Archive for February, 2015
A new jam from Tim Shiel and Ben Abraham‘s Telling, that’s what we were treated to on Wednesday this week. It was posted with neither fanfare nor press release, injected into the internet’s netherveins through the musical fluidbag that is soundcloud. Sometimes that fluidbag feels more like a colostomy bag but not this day friends, we have a real gem from this pair, a track called New Love that highlights Ben’s vocal chops and Tim’s sharp capacity to process vocals. The beat is lovely in itself, peppered with choral synths, harp progressions and a guitar line that serves rythm around the thumping bass which actually strikes quite hard during that middle eight(*ish) section. A very clever song from a very clever duo.
This song loses me immediately when it opens with some fairly vanilla coffee discussion but hold your judgement, we move forward from there. Copeland tried that song about cofee schtick and it didn’t work all too well. I think they got too caught up in the coffee dialogue which is, funnily enough, the same mistake that my friend Jared makes which is why he’s entirely intolerable to be around. Not Brisbane’s Greg Chiapello though, coffee is just a launchpad for Greg, as it should be for all of us. The song doesn’t full take flight until the piano line arrives with the chorus and the result is sickly sweet but unimaginably catchy. It’s something like Tobias Jesso Jr crossed with Roy Orbison. I’m into it.
So Dom spun this one on his show tonight and even though I have about a hundred and seven songs backed up, all in dire need of corresponding words, I was smitten enough to open wordpress and put these ones down. First things first I’m the realest, Sia is a preposterous vocalist. The element that makes both Sia and Rihanna stand so tall (among many other components) is the ability to sing a way so as to tonally convey feeling. I’m in two minds about whether or not she actually sings from experience since hearing her explain that she knocks over some of her songs in less that five minutes but it might be that such efficiency could only be the product of honesty. Or vice versa. Weirdly I thought this track was from 2007 thanks to the dated production and my own failing sense of temporal placement.
I’ve not included a picture of Sia in this post because I think that’s what she would have wanted and also it seemed like a bit more work to do so.
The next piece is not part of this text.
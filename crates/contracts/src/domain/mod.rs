pub mod common;
pub mod a001_customer_group;
pub mod a002_price_list;
pub mod a003_price_record;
That opening chime sounds like a tug boat’s bell, cutting through mist and heralds the impending watery tones of the proceeding nine minutes. “Nine minutes you say sir? I’ll have me some of that Planète, yes please.” The song becomes progressively less pretty as he adds layer after to layer but what it loses in crystalline clarity, it gains in rounded, warm energy. I even went and commissioned this short film to be made so that you can watch it on mute while listening to the below song. It cost me an arm and a small fortune but worth it if it helps you become the best ou that you can be. Dion Tartaglione has been producing ambient soundscapes under that mantle for a year or so now, garnering is share of critical praise in the doing. This week he announced new management, the nurturing hands of the Good Manners boys, and I suspect that with the right industry push, he’ll be playing boiler room sets in not the not too distant future.
BONUS B-SIDE
An Ed Sheeran remix isn’t exactly the Sound Doctrine standard fare but this Sable edit of Don’t is a jim-jam of the highest order. Only time will tell if jim-jam is a wildly cool turn of phrase or something that I’ll be ill remembered by. This song answers that eternal question posed by the great philosopher Odd Mobb. Yes. It’s a banger.